A Belcolle la lotta al cancro passa per le staminali
Grazie ad un apposito fattore di crescita è possibile utilizzare le cellule staminali presenti nel sangue per combattere le malattie tumorali. Guitarrini, centro trasfusionale Ausl di Belcolle: «In questo modo si evitano interventi diretti al midollo»
Cellule staminali autoprodotte dal paziente per curare malattie dall’esito potenzialmente letale come linfomi e mielomi. Una terapia che non prevede una procedura di trapianto di midollo osseo, ma bensì la stimolazione, la crescita e il successivo prelievo delle staminali all’interno del canale del sangue periferico. Nel centro trasfusionale Ausl dell’ospedale di Belcolle ci si occupa della raccolta e conservazione di materiale cellulare per ridare speranza a chi affronta la battaglia personale più grande.
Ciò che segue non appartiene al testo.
//! Scripted in-memory job service for engine tests.

use std::{
    collections::{HashMap, VecDeque},
    sync::{
        Mutex,
        atomic::{AtomicUsize, Ordering},
    },
    time::Duration,
};

use async_trait::async_trait;
use nimscan_core::{JobService, ServiceError, StartRequest, TargetSpec, models::RemoteStatus};

#[derive(Default)]
pub struct MockService {
    state: Mutex<MockState>,
    start_calls: AtomicUsize,
    status_calls: AtomicUsize,
    artifact_calls: AtomicUsize,
    in_flight: AtomicUsize,
    max_in_flight: AtomicUsize,
}

#[derive(Default)]
struct MockState {
    starts: HashMap<String, VecDeque<Result<u64, ServiceError>>>,
    statuses: HashMap<u64, VecDeque<Result<RemoteStatus, ServiceError>>>,
    status_delays: HashMap<u64, Duration>,
    artifacts: HashMap<(u64, String), VecDeque<Result<Vec<u8>, ServiceError>>>,
    requests: Vec<StartRequest>,
}

/// Pops the next scripted response, repeating the last one forever.
fn next<T: Clone>(queue: Option<&mut VecDeque<T>>) -> Option<T> {
    let queue = queue?;
    if queue.len() > 1 { queue.pop_front() } else { queue.front().cloned() }
}

impl MockService {
    pub fn on_start(
        &self,
        repo: &str,
        results: impl IntoIterator<Item = Result<u64, ServiceError>>,
    ) {
        self.state.lock().unwrap().starts.insert(repo.to_string(), results.into_iter().collect());
    }

    pub fn on_status(
        &self,
        run_id: u64,
        results: impl IntoIterator<Item = Result<RemoteStatus, ServiceError>>,
    ) {
        self.state.lock().unwrap().statuses.insert(run_id, results.into_iter().collect());
    }

    pub fn delay_status(&self, run_id: u64, delay: Duration) {
        self.state.lock().unwrap().status_delays.insert(run_id, delay);
    }

    pub fn on_artifact(
        &self,
        run_id: u64,
        name: &str,
        results: impl IntoIterator<Item = Result<Vec<u8>, ServiceError>>,
    ) {
        self.state
            .lock()
            .unwrap()
            .artifacts
            .insert((run_id, name.to_string()), results.into_iter().collect());
    }

    pub fn start_calls(&self) -> usize { self.start_calls.load(Ordering::SeqCst) }

    pub fn status_calls(&self) -> usize { self.status_calls.load(Ordering::SeqCst) }

    pub fn artifact_calls(&self) -> usize { self.artifact_calls.load(Ordering::SeqCst) }

    pub fn max_in_flight(&self) -> usize { self.max_in_flight.load(Ordering::SeqCst) }

    pub fn requests(&self) -> Vec<StartRequest> { self.state.lock().unwrap().requests.clone() }

    fn enter(&self) {
        let current = self.in_flight.fetch_add(1, Ordering::SeqCst) + 1;
        self.max_in_flight.fetch_max(current, Ordering::SeqCst);
    }

    fn exit(&self) { self.in_flight.fetch_sub(1, Ordering::SeqCst); }
}

#[async_trait]
impl JobService for MockService {
    async fn start_job(&self, request: &StartRequest) -> Result<u64, ServiceError> {
        self.start_calls.fetch_add(1, Ordering::SeqCst);
        let mut state = self.state.lock().unwrap();
        state.requests.push(request.clone());
        next(state.starts.get_mut(&request.repo))
            .unwrap_or_else(|| Err(ServiceError::permanent("unexpected start")))
    }

    async fn get_run_status(&self, _repo: &str, run_id: u64) -> Result<RemoteStatus, ServiceError> {
        self.status_calls.fetch_add(1, Ordering::SeqCst);
        self.enter();
        let (delay, result) = {
            let mut state = self.state.lock().unwrap();
            let delay = state.status_delays.get(&run_id).copied();
            let result = next(state.statuses.get_mut(&run_id))
                .unwrap_or_else(|| Err(ServiceError::not_found("unknown run")));
            (delay, result)
        };
        if let Some(delay) = delay {
            tokio::time::sleep(delay).await;
        }
        self.exit();
        result
    }

    async fn get_artifact(
        &self,
        _repo: &str,
        run_id: u64,
        artifact_name: &str,
    ) -> Result<Vec<u8>, ServiceError> {
        self.artifact_calls.fetch_add(1, Ordering::SeqCst);
        let mut state = self.state.lock().unwrap();
        next(state.artifacts.get_mut(&(run_id, artifact_name.to_string())))
            .unwrap_or_else(|| Err(ServiceError::not_found("no such artifact")))
    }
}

pub fn target(name: &str) -> TargetSpec {
    TargetSpec {
        name: name.to_string(),
        workflow: "nim-scan.yml".to_string(),
        branch: "main".to_string(),
        exclude_dirs: Vec::new(),
        enabled: true,
        timeout_minutes: None,
    }
}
«Il processo di staminoaferesi – spiega Maria Rita Guitarrini, medico dell’unità, specializzato nel trattamento delle staminali – comporta la donazione delle cellule, normalmente presenti in minima quantità nel sangue periferico. Per raccoglierle vengono somministrate al donatore dosi di un fattore di crescita che induce la moltiplicazione delle staminali nel midollo osseo e ne facilita il passaggio nel sangue periferico, dove raggiungono quantità sufficienti per essere prelevate».
Durante una prima fase il paziente viene sottoposto ad un ciclo chemioterapico indispensabile per purificare il midollo dalle cellule tumorali presenti. Solo successivamente l’equipe del centro trasfusionale di Belcolle può, dopo aver esaminato il caso specifico, stabilire una data per fissare la raccolta delle cellule.
«Naturalmente il prelievo – spiega Guitarrini – viene effettuato in collaborazione con l’unità di ematologia che segue i pazienti dal punto di vista clinico. Noi veniamo contattati qualora il paziente possieda i requisiti per essere arruolato nella procedura di staminoaferesi. Se il quantitativo di cellule raggiunge un livello di 20 microlitri, si può procedere».
Dopo la fase di chemio, quindi, si passa alla separazione cellulare tramite apposite centrifughe che estraggono le staminali dal donatore.
«Il paziente – continua Guitarrini - deve rimanere collegato alla macchina per circa sei ore al giorno. Normalmente per avere un quantitativo sufficiente per effettuare un trapianto di circa 10-15 milioni di staminali, occorrono dalle due alle tre giornate di terapia».
Una volta raccolte, le cellule vengono conservate in ozono prima di essere reimpiantate nel donatore per poter proseguire la terapia contro il tumore.
«In questo modo – conclude Guitarrini - si evita ai pazienti l’intervento diretto sul midollo con vantaggi significativi legati al più rapido attecchimento delle cellule staminali periferiche rispetto a quelle midollari».